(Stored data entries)
⟨

use crate::core::long_term_mean::ValidAccumulator;
use crate::core::smoothing::SpatialSmoother;
use crate::types::{LstError, LstResult, Observation, Provenance, Raster, TimeSeries};
use chrono::{Days, NaiveDate};
use ndarray::{Array2, Zip};
use serde::{Deserialize, Serialize};

/// Which residual counts as "the original" when several share the target day
#[derive(Debug, Clone, Copy, PartialEq, Eq, Default, Serialize, Deserialize)]
#[serde(rename_all = "snake_case")]
pub enum SameDayPolicy {
    /// Only the first merged entry of the day (sensor precedence order)
    #[default]
    FirstEntry,
    /// Per cell, the first entry of the day that is valid there
    FirstValid,
}

/// Temporal window parameters
#[derive(Debug, Clone, Copy, PartialEq, Eq, Serialize, Deserialize)]
#[serde(default)]
pub struct GapFillParams {
    /// Days searched on each side of the target date
    pub half_window_days: u32,
    /// Minimum valid observations in the window for a cell to be estimated
    pub min_support: u32,
    pub same_day_policy: SameDayPolicy,
}

impl Default for GapFillParams {
    fn default() -> Self {
        Self {
            half_window_days: 16,
            min_support: 3,
            same_day_policy: SameDayPolicy::FirstEntry,
        }
    }
}

impl GapFillParams {
    pub fn validate(&self) -> LstResult<()> {
        if self.half_window_days == 0 {
            return Err(LstError::Config(
                "Temporal half window must be at least one day".to_string(),
            ));
        }
        if self.min_support == 0 {
            return Err(LstError::Config(
                "Minimum support must be at least one observation".to_string(),
            ));
        }
        Ok(())
    }
}

/// Gap-filled residual for one target date
#[derive(Debug, Clone)]
pub struct FilledResidual {
    pub date: NaiveDate,
    pub raster: Raster,
    pub provenance: Array2<Provenance>,
}

/// Sliding-window residual reconstruction
pub struct TemporalGapFiller {
    params: GapFillParams,
    smoother: SpatialSmoother,
}

impl Default for TemporalGapFiller {
    fn default() -> Self {
        Self::new()
    }
}

impl TemporalGapFiller {
    /// Create a gap filler with the 16-day / 3-observation defaults
    pub fn new() -> Self {
        Self {
            params: GapFillParams::default(),
            smoother: SpatialSmoother::new(),
        }
    }

    /// Create a gap filler with custom parameters
    pub fn with_params(params: GapFillParams, smoother: SpatialSmoother) -> Self {
        Self { params, smoother }
    }

    pub fn params(&self) -> &GapFillParams {
        &self.params
    }

    /// Entries in `[date - half, date)` and `[date, date + half)`.
    ///
    /// The second half includes the target day itself, so a target-day entry takes part
    /// in the window mean as well as serving as the original.
    pub fn window<'a>(
        &self,
        series: &'a TimeSeries,
        date: NaiveDate,
    ) -> LstResult<(&'a [Observation], &'a [Observation])> {
        let half = Days::new(u64::from(self.params.half_window_days));
        let start = date
            .checked_sub_days(half)
            .ok_or_else(|| {
                LstError::Processing(format!("Window start before {} out of range", date))
            })?;
        let end = date
            .checked_add_days(half)
            .ok_or_else(|| {
                LstError::Processing(format!("Window end after {} out of range", date))
            })?;

        Ok((series.range(start, date), series.range(date, end)))
    }

    /// Window mean, kept only where at least `min_support` valid values exist
    pub fn temporal_estimate<'a, I>(&self, shape: (usize, usize), window: I) -> LstResult<Raster>
    where
        I: IntoIterator<Item = &'a Raster>,
    {
        let mut acc = ValidAccumulator::new(shape);
        for raster in window {
            acc.add(raster)?;
        }
        acc.mean(self.params.min_support)
    }

    /// Residual acting as the target day's original, per the same-day policy
    pub fn original(&self, residuals: &TimeSeries, date: NaiveDate) -> LstResult<Option<Raster>> {
        let same_day = residuals.on(date);
        match self.params.same_day_policy {
            SameDayPolicy::FirstEntry => Ok(same_day.first().map(|o| o.raster.clone())),
            SameDayPolicy::FirstValid => {
                let mut entries = same_day.iter();
                let Some(first) = entries.next() else {
                    return Ok(None);
                };
                entries
                    .try_fold(first.raster.clone(), |acc, next| acc.unmask_with(&next.raster))
                    .map(Some)
            }
        }
    }

    /// Fills the residual field of `date`.
    ///
    /// `smoothed` is the spatially smoothed residual series used for windowing, `residuals`
    /// the unsmoothed one from which the original is taken. Original values always win.
    pub fn fill(
        &self,
        smoothed: &TimeSeries,
        residuals: &TimeSeries,
        date: NaiveDate,
    ) -> LstResult<FilledResidual> {
        smoothed.grid().ensure_compatible(residuals.grid())?;
        let shape = smoothed.grid().shape();

        let (before, after) = self.window(smoothed, date)?;
        let window = before.iter().chain(after.iter()).map(|o| &o.raster);
        let temporally_filled = self.temporal_estimate(shape, window)?;
        let spatially_smoothed = self.smoother.smooth(&temporally_filled)?;

        let original = self.original(residuals, date)?;
        let original_mask = original
            .as_ref()
            .map(|r| r.mask().clone())
            .unwrap_or_else(|| Array2::from_elem(shape, false));
        let raster = match &original {
            Some(original) => original.unmask_with(&spatially_smoothed)?,
            None => spatially_smoothed,
        };

        let provenance = Zip::from(&original_mask)
            .and(raster.mask())
            .map_collect(|&observed, &valid| match (observed, valid) {
                (true, _) => Provenance::Observed,
                (false, true) => Provenance::Filled,
                (false, false) => Provenance::Missing,
            });

        log::debug!(
            "{} window {}+{} entries, {} observed / {} valid pixels",
            date,
            before.len(),
            after.len(),
            original_mask.iter().filter(|&&v| v).count(),
            raster.valid_count()
        );

        Ok(FilledResidual {
            date,
            raster,
            provenance,
        })
    }
}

⟩

[What to produce]
Would you please reproduce the records above exactly, only from their first line through the line holding "Temporal window parameters", with both ends included?

[Response to the task]
use crate::core::long_term_mean::ValidAccumulator;
use crate::core::smoothing::SpatialSmoother;
use crate::types::{LstError, LstResult, Observation, Provenance, Raster, TimeSeries};
use chrono::{Days, NaiveDate};
use ndarray::{Array2, Zip};
use serde::{Deserialize, Serialize};

/// Which residual counts as "the original" when several share the target day
#[derive(Debug, Clone, Copy, PartialEq, Eq, Default, Serialize, Deserialize)]
#[serde(rename_all = "snake_case")]
pub enum SameDayPolicy {
    /// Only the first merged entry of the day (sensor precedence order)
    #[default]
    FirstEntry,
    /// Per cell, the first entry of the day that is valid there
    FirstValid,
}

/// Temporal window parameters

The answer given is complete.